Он был везде и всюду. Помогал выкапывать ров, устанавливать частокол, ходил с веточками лозы в поисках воды, высыпал песок, перемешанный с галькой, на складской пол, перебирал чечевицу. Иные дивились, как только он не пал мертвым от усталости. А Нарсес улыбался, назло всем невзгодам. Даже Лида он удостоил улыбки: поймав полный страданий взгляд Аркадия, он воскликнул:

– Эй, иллюстрий Аркадий! Радуйся! Живы!

Нарсес ударил себя по ляжкам, заливаясь от смеха, и тут же поспешил дальше, подхватив кожаное ведро с песком. Пусть твердыня станет крепче, больше, сильней!
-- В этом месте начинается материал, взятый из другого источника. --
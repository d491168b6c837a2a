use axum::{
    extract::State,
    http::{StatusCode, Uri},
    response::{Json, Response},
};

use crate::api::error::{ApiJson, ApiPath, ApiQuery, ApiResult};
use crate::api::handlers::{created, AppState};
use crate::logic::{ReleaseOperations, ReleaseSetOperations};
use crate::model::{
    DeployRequest, NewRelease, NewReleaseSet, Release, ReleaseSet, ReleaseUpdate, ResourceFilter,
    UserContext,
};
use crate::store::traits::Store;

/// GET /ispw/{srid}/releases?application&status
pub async fn list_releases<S: Store>(
    ApiPath(srid): ApiPath<String>,
    State(state): State<AppState<S>>,
    ApiQuery(filter): ApiQuery<ResourceFilter>,
) -> ApiResult<Json<Vec<Release>>> {
    let releases = ReleaseOperations::list(&*state.store, &srid, filter).await?;
    Ok(Json(releases))
}

/// POST /ispw/{srid}/releases
pub async fn create_release<S: Store>(
    ApiPath(srid): ApiPath<String>,
    State(state): State<AppState<S>>,
    uri: Uri,
    ApiJson(new): ApiJson<NewRelease>,
) -> ApiResult<Response> {
    let release = ReleaseOperations::create(&*state.store, &srid, new).await?;
    Ok(created(&uri, &release.release_id.clone(), release))
}

/// GET /ispw/{srid}/releases/{release_id}
pub async fn get_release<S: Store>(
    ApiPath((srid, release_id)): ApiPath<(String, String)>,
    State(state): State<AppState<S>>,
) -> ApiResult<Json<Release>> {
    let release = ReleaseOperations::get(&*state.store, &srid, &release_id).await?;
    Ok(Json(release))
}

/// PUT /ispw/{srid}/releases/{release_id}
pub async fn update_release<S: Store>(
    ApiPath((srid, release_id)): ApiPath<(String, String)>,
    State(state): State<AppState<S>>,
    ApiJson(update): ApiJson<ReleaseUpdate>,
) -> ApiResult<Json<Release>> {
    let release = ReleaseOperations::update(&*state.store, &srid, &release_id, update).await?;
    Ok(Json(release))
}

/// DELETE /ispw/{srid}/releases/{release_id}
pub async fn delete_release<S: Store>(
    ApiPath((srid, release_id)): ApiPath<(String, String)>,
    State(state): State<AppState<S>>,
) -> ApiResult<StatusCode> {
    ReleaseOperations::delete(&*state.store, &srid, &release_id).await?;
    Ok(StatusCode::NO_CONTENT)
}

/// POST /ispw/{srid}/releases/{release_id}/deploy
pub async fn deploy_release<S: Store>(
    ApiPath((srid, release_id)): ApiPath<(String, String)>,
    State(state): State<AppState<S>>,
    user: UserContext,
    ApiJson(request): ApiJson<DeployRequest>,
) -> ApiResult<Json<Release>> {
    let release =
        ReleaseOperations::deploy(&*state.store, &srid, &release_id, request, &user).await?;
    Ok(Json(release))
}

/// GET /ispw/{srid}/releases/{release_id}/sets
pub async fn list_release_sets_for_release<S: Store>(
    ApiPath((srid, release_id)): ApiPath<(String, String)>,
    State(state): State<AppState<S>>,
) -> ApiResult<Json<Vec<ReleaseSet>>> {
    let sets = ReleaseSetOperations::list_for_release(&*state.store, &srid, &release_id).await?;
    Ok(Json(sets))
}

/// GET /ispw/{srid}/sets
pub async fn list_release_sets<S: Store>(
    ApiPath(srid): ApiPath<String>,
    State(state): State<AppState<S>>,
) -> ApiResult<Json<Vec<ReleaseSet>>> {
    let sets = ReleaseSetOperations::list(&*state.store, &srid).await?;
    Ok(Json(sets))
}

/// GET /ispw/{srid}/sets/{set_id}
pub async fn get_release_set<S: Store>(
    ApiPath((srid, set_id)): ApiPath<(String, String)>,
    State(state): State<AppState<S>>,
) -> ApiResult<Json<ReleaseSet>> {
    let set = ReleaseSetOperations::get(&*state.store, &srid, &set_id).await?;
    Ok(Json(set))
}

/// POST /ispw/{srid}/sets/{release_id}
/// Shares its path with the set lookup above; the segment names a release here.
pub async fn create_release_set<S: Store>(
    ApiPath((srid, release_id)): ApiPath<(String, String)>,
    State(state): State<AppState<S>>,
    uri: Uri,
    ApiJson(new): ApiJson<NewReleaseSet>,
) -> ApiResult<Response> {
    let set = ReleaseSetOperations::create(&*state.store, &srid, &release_id, new).await?;
    Ok(created(&uri, &set.set_id.clone(), set))
}

/// PUT /ispw/{srid}/sets/{release_id}/{set_id}
pub async fn update_release_set<S: Store>(
    ApiPath((srid, release_id, set_id)): ApiPath<(String, String, String)>,
    State(state): State<AppState<S>>,
    ApiJson(body): ApiJson<NewReleaseSet>,
) -> ApiResult<Json<ReleaseSet>> {
    let set =
        ReleaseSetOperations::update(&*state.store, &srid, &release_id, &set_id, body.fields).await?;
    Ok(Json(set))
}

/// DELETE /ispw/{srid}/sets/{release_id}/{set_id}
pub async fn delete_release_set<S: Store>(
    ApiPath((srid, release_id, set_id)): ApiPath<(String, String, String)>,
    State(state): State<AppState<S>>,
) -> ApiResult<StatusCode> {
    ReleaseSetOperations::delete(&*state.store, &srid, &release_id, &set_id).await?;
    Ok(StatusCode::NO_CONTENT)
}

/// POST /ispw/{srid}/sets/{set_id}/deploy
pub async fn deploy_release_set<S: Store>(
    ApiPath((srid, set_id)): ApiPath<(String, String)>,
    State(state): State<AppState<S>>,
    user: UserContext,
    ApiJson(request): ApiJson<DeployRequest>,
) -> ApiResult<Json<ReleaseSet>> {
    let set = ReleaseSetOperations::deploy(&*state.store, &srid, &set_id, request, &user).await?;
    Ok(Json(set))
}
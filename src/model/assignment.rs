use serde::{Deserialize, Serialize};

use crate::model::{Id, Timestamp};

/// Mutable scalar fields of an assignment. Updates overwrite all of them.
#[derive(Debug, Clone, Default, PartialEq, Serialize, Deserialize)]
#[serde(rename_all = "camelCase", default)]
pub struct AssignmentFields {
    pub application: Option<String>,
    pub stream: Option<String>,
    pub owner: Option<String>,
    pub status: Option<String>,
    pub release_id: Option<String>,
    pub setid: Option<String>,
    pub level: Option<String>,
}

#[derive(Debug, Clone, PartialEq, Serialize, Deserialize)]
#[serde(rename_all = "camelCase")]
pub struct Assignment {
    pub id: Id,
    pub assignment_id: String,
    pub srid: String,
    #[serde(flatten)]
    pub fields: AssignmentFields,
    pub tasks: Vec<Task>,
    pub created_at: Timestamp,
    pub updated_at: Timestamp,
}

/// Create payload. `srid` always comes from the path.
#[derive(Debug, Clone, Default, PartialEq, Serialize, Deserialize)]
#[serde(rename_all = "camelCase")]
pub struct NewAssignment {
    #[serde(default)]
    pub assignment_id: String,
    #[serde(flatten)]
    pub fields: AssignmentFields,
    #[serde(default)]
    pub tasks: Vec<NewTask>,
}

/// Update payload. Any `assignmentId` in the body is ignored; the path wins.
/// `tasks: null` or a missing `tasks` keeps the current tasks, an array
/// replaces them.
#[derive(Debug, Clone, Default, PartialEq, Serialize, Deserialize)]
#[serde(rename_all = "camelCase")]
pub struct AssignmentUpdate {
    #[serde(flatten)]
    pub fields: AssignmentFields,
    #[serde(default)]
    pub tasks: Option<Vec<NewTask>>,
}

#[derive(Debug, Clone, Default, PartialEq, Serialize, Deserialize)]
#[serde(rename_all = "camelCase", default)]
pub struct TaskFields {
    #[serde(rename = "type")]
    pub task_type: Option<String>,
    pub status: Option<String>,
    pub component_type: Option<String>,
    pub component_name: Option<String>,
    pub component_extension: Option<String>,
    pub component_version: Option<String>,
    pub component_last_action: Option<String>,
    pub component_last_action_date_time: Option<String>,
}

#[derive(Debug, Clone, PartialEq, Serialize, Deserialize)]
#[serde(rename_all = "camelCase")]
pub struct Task {
    pub id: Id,
    pub task_id: String,
    pub assignment_id: String,
    #[serde(flatten)]
    pub fields: TaskFields,
    pub created_at: Timestamp,
    pub updated_at: Timestamp,
}

#[derive(Debug, Clone, Default, PartialEq, Serialize, Deserialize)]
#[serde(rename_all = "camelCase")]
pub struct NewTask {
    #[serde(default)]
    pub task_id: String,
    #[serde(flatten)]
    pub fields: TaskFields,
}

#[cfg(test)]
mod tests {
    use super::*;
    use serde_json::json;

    #[test]
    fn new_assignment_reads_camel_case_payload() {
        let payload = json!({
            "assignmentId": "A1",
            "application": "PAY",
            "releaseId": "R1",
            "tasks": [{"taskId": "T1", "type": "COB", "componentName": "PAYMAIN"}]
        });
        let new: NewAssignment = serde_json::from_value(payload).unwrap();
        assert_eq!(new.assignment_id, "A1");
        assert_eq!(new.fields.application.as_deref(), Some("PAY"));
        assert_eq!(new.fields.release_id.as_deref(), Some("R1"));
        assert_eq!(new.tasks.len(), 1);
        assert_eq!(new.tasks[0].fields.task_type.as_deref(), Some("COB"));
        assert_eq!(new.tasks[0].fields.component_name.as_deref(), Some("PAYMAIN"));
    }

    #[test]
    fn update_without_tasks_keeps_children() {
        let update: AssignmentUpdate =
            serde_json::from_value(json!({"assignmentId": "OTHER", "status": "CLOSED"})).unwrap();
        assert_eq!(update.fields.status.as_deref(), Some("CLOSED"));
        assert!(update.tasks.is_none());

        let update: AssignmentUpdate = serde_json::from_value(json!({"tasks": []})).unwrap();
        assert_eq!(update.tasks, Some(vec![]));
    }

    #[test]
    fn task_serializes_type_field() {
        let now = chrono::Utc::now();
        let task = Task {
            id: "x".to_string(),
            task_id: "T1".to_string(),
            assignment_id: "A1".to_string(),
            fields: TaskFields {
                task_type: Some("COB".to_string()),
                ..Default::default()
            },
            created_at: now,
            updated_at: now,
        };
        let value = serde_json::to_value(&task).unwrap();
        assert_eq!(value["taskId"], "T1");
        assert_eq!(value["type"], "COB");
        assert!(value.get("createdAt").is_some());
    }
}
#[async_trait::async_trait]
impl ReleaseStore for MemoryStore {
    async fn get_release(&self, srid: &str, release_id: &str) -> StoreResult<Option<Release>> {
        Ok(self.tables.read().release(srid, release_id).cloned())
    }

    async fn release_exists(&self, srid: &str, release_id: &str) -> StoreResult<bool> {
        Ok(self.tables.read().release(srid, release_id).is_some())
    }

    async fn list_releases(&self, srid: &str) -> StoreResult<Vec<Release>> {
        let tables = self.tables.read();
        Ok(tables
            .releases
            .iter()
            .filter(|r| r.srid == srid)
            .cloned()
            .collect())
    }

    async fn find_releases(&self, srid: &str, filter: &ResourceFilter) -> StoreResult<Vec<Release>> {
        let tables = self.tables.read();
        Ok(tables
            .releases
            .iter()
            .filter(|r| r.srid == srid)
            .filter(|r| filter.matches(r.fields.application.as_deref(), r.fields.status.as_deref()))
            .cloned()
            .collect())
    }

    async fn insert_release(&self, srid: &str, release: NewRelease) -> StoreResult<Release> {
        let mut tables = self.tables.write();
        if tables.release(srid, &release.release_id).is_some() {
            return Err(StoreError::Duplicate(UniqueKey::Release));
        }

        let now = Utc::now();
        let sets = fresh_sets(&release.release_id, &[], release.sets, now)?;
        let created = Release {
            id: generate_id(),
            release_id: release.release_id,
            srid: srid.to_string(),
            fields: release.fields,
            sets,
            created_at: now,
            updated_at: now,
        };
        tables.releases.push(created.clone());
        Ok(created)
    }

    async fn update_release(
        &self,
        srid: &str,
        release_id: &str,
        fields: ReleaseFields,
        sets: ChildrenUpdate<NewReleaseSet>,
    ) -> StoreResult<Option<Release>> {
        let mut tables = self.tables.write();
        let Some(release) = tables.release_mut(srid, release_id) else {
            return Ok(None);
        };

        let now = Utc::now();
        let replaced = apply_children(sets, |new| {
            fresh_sets(release_id, &[], new, now)
        })?;

        release.fields = fields;
        if let Some(sets) = replaced {
            release.sets = sets;
        }
        release.updated_at = now;
        Ok(Some(release.clone()))
    }

    async fn delete_release(&self, srid: &str, release_id: &str) -> StoreResult<bool> {
        let mut tables = self.tables.write();
        let before = tables.releases.len();
        tables
            .releases
            .retain(|r| !(r.srid == srid && r.release_id == release_id));
        Ok(tables.releases.len() < before)
    }

    async fn begin_release_deploy(
        &self,
        srid: &str,
        release_id: &str,
        status: &str,
        set: NewReleaseSet,
    ) -> StoreResult<Option<Release>> {
        let mut tables = self.tables.write();
        let Some(release) = tables.release_mut(srid, release_id) else {
            return Ok(None);
        };

        let now = Utc::now();
        let mut added = fresh_sets(release_id, &release.sets, vec![set], now)?;
        release.sets.append(&mut added);
        release.fields.status = Some(status.to_string());
        release.updated_at = now;
        Ok(Some(release.clone()))
    }
}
Лид возвел очи Повелителю ванактов.

– Хранитель Государства, ну за что мне это все? За что?!

Сердце и душу виночерпия жгла горечь утраты: в ночь Великого шторма (легионеры успели так прозвать то невообразимое светопреставление) неведомо куда делось ложе Аркадия. О, сколько мягки были его подушки! Как прекрасны сны, навеваемые шелковыми простынями! Как прелестно было вдыхать аромат роз и фиалок, дремля на благословленном ложе! Но – оно пропало! Исчезло! Оно пропало невесть куда! Запрятанное в самую надежную каюту катерги, оно не могло вывалиться за борт или провалиться сквозь иллюминатор: для того ложу пришлось бы сжаться вдесятеро. Лид мог с уверенностью указать на виновника пропажи. Проклятый вор улыбался, бегая от легионера к легионеру. Кулаки Лида сжались.